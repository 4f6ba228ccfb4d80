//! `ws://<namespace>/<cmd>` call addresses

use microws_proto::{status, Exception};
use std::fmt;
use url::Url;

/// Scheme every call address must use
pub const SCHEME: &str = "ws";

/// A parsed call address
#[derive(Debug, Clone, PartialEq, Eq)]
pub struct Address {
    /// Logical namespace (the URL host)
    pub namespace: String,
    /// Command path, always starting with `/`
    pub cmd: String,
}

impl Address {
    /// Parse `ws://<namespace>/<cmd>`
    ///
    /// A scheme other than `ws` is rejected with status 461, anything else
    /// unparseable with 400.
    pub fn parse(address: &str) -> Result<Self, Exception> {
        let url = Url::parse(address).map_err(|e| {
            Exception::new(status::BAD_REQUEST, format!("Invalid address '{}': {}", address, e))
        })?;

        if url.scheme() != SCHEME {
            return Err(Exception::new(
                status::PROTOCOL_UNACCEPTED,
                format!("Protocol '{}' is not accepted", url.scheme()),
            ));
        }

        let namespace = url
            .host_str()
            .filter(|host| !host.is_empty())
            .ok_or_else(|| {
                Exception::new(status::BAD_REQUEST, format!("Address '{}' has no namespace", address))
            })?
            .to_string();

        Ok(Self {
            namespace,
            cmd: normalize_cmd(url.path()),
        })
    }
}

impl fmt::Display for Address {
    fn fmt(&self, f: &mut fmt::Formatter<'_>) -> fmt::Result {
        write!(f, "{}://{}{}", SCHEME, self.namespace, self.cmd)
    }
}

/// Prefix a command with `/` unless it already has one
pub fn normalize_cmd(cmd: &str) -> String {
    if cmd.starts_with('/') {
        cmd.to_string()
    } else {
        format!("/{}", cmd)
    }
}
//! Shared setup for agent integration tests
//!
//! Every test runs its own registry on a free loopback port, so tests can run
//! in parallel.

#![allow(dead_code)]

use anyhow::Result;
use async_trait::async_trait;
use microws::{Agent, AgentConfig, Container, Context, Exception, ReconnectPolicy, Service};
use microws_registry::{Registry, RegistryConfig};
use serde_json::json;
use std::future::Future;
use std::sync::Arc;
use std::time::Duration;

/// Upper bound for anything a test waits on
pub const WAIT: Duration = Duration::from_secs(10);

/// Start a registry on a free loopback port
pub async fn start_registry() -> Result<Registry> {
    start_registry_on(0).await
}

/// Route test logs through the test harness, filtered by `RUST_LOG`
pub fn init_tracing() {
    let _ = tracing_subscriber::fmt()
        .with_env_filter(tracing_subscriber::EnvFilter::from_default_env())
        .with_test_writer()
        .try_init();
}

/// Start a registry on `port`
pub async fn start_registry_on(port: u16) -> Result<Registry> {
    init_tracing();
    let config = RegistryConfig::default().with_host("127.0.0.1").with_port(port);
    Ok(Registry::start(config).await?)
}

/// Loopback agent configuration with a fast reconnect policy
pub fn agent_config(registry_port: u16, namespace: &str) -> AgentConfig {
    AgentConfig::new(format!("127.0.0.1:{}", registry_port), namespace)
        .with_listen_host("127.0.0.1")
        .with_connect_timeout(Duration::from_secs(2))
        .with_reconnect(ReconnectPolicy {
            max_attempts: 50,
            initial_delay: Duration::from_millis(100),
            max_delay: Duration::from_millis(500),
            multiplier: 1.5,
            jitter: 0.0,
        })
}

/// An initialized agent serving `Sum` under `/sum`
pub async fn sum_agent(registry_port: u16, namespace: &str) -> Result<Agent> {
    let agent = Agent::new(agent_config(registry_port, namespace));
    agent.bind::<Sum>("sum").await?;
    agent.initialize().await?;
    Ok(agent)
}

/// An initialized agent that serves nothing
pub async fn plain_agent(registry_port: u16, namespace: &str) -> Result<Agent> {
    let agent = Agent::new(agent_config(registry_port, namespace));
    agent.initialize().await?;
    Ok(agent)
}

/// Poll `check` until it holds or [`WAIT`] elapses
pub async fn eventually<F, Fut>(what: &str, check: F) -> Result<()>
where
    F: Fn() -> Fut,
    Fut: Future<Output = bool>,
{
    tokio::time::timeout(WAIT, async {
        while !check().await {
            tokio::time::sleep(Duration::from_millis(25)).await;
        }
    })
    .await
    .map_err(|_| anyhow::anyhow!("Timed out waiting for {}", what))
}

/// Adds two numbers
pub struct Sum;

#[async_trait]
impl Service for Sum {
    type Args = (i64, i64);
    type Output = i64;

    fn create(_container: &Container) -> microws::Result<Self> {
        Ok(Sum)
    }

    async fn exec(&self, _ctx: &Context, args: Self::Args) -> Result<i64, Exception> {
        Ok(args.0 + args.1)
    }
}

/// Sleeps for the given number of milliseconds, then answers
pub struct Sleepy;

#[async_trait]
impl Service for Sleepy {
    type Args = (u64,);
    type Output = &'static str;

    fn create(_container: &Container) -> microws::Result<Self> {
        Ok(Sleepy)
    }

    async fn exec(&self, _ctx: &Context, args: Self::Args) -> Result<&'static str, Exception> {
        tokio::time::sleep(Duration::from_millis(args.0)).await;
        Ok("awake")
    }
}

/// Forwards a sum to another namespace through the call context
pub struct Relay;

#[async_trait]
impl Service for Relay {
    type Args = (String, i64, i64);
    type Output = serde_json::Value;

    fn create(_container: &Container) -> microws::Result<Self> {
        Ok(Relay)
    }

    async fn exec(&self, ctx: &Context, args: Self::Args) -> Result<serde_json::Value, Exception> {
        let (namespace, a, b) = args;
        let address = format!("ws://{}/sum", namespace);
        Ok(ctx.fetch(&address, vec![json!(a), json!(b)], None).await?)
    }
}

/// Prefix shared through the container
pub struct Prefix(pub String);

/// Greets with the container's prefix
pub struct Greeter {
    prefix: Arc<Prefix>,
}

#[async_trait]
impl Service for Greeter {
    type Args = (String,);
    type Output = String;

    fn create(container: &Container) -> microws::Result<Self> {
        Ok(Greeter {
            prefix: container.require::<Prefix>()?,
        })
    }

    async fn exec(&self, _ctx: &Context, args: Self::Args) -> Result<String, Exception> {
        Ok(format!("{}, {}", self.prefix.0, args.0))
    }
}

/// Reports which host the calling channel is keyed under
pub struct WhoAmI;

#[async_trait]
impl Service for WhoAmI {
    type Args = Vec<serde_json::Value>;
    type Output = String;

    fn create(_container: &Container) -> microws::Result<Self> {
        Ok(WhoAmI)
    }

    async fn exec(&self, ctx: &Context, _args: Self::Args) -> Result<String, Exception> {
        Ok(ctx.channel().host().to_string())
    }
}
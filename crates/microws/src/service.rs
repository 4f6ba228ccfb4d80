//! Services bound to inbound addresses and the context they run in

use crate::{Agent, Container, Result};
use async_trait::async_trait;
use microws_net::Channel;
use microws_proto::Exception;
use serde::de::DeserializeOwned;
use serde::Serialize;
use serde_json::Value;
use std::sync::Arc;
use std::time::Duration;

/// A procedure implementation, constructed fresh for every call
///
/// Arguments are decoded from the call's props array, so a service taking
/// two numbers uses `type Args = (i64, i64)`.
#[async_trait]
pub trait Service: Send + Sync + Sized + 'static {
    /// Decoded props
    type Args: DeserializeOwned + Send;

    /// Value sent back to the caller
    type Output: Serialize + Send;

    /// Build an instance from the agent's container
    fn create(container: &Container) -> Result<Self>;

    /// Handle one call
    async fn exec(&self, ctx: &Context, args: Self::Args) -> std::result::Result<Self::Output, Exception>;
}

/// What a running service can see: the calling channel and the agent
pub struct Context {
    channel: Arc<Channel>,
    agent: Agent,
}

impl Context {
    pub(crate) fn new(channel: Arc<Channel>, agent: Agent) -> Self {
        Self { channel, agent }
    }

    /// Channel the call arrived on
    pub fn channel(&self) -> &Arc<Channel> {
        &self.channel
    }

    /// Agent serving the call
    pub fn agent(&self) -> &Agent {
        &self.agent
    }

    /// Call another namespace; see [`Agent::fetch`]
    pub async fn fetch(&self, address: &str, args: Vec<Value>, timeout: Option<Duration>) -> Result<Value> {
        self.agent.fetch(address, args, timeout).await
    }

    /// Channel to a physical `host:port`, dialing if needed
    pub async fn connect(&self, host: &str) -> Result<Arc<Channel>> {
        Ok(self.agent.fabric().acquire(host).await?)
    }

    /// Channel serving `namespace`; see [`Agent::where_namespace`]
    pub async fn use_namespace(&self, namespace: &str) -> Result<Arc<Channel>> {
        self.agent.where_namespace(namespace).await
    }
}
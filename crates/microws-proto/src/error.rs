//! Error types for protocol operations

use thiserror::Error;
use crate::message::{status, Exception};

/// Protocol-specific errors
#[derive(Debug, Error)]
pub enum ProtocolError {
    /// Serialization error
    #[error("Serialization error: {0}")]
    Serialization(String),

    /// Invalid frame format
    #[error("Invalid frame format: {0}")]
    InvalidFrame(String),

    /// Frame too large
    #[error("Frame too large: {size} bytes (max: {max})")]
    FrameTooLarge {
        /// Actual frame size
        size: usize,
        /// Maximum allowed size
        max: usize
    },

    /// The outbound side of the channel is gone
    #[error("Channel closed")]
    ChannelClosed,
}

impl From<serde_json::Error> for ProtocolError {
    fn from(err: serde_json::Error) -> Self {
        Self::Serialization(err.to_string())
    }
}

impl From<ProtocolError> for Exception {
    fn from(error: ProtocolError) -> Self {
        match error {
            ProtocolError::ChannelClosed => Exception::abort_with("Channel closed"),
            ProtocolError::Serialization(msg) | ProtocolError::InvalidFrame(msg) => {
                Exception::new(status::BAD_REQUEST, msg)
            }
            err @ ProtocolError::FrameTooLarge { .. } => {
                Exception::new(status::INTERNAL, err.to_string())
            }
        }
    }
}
◇ ◇ ◇ ◇ ◇
_What needs to be done_:
Starting with the line that holds "a service taking" and ending with the line that holds "type Args: DeserializeOwned + Send;", retype every line in the data above exactly, and nothing else.

_Answer to this task_:
/// Arguments are decoded from the call's props array, so a service taking
/// two numbers uses `type Args = (i64, i64)`.
#[async_trait]
pub trait Service: Send + Sync + Sized + 'static {
    /// Decoded props
    type Args: DeserializeOwned + Send;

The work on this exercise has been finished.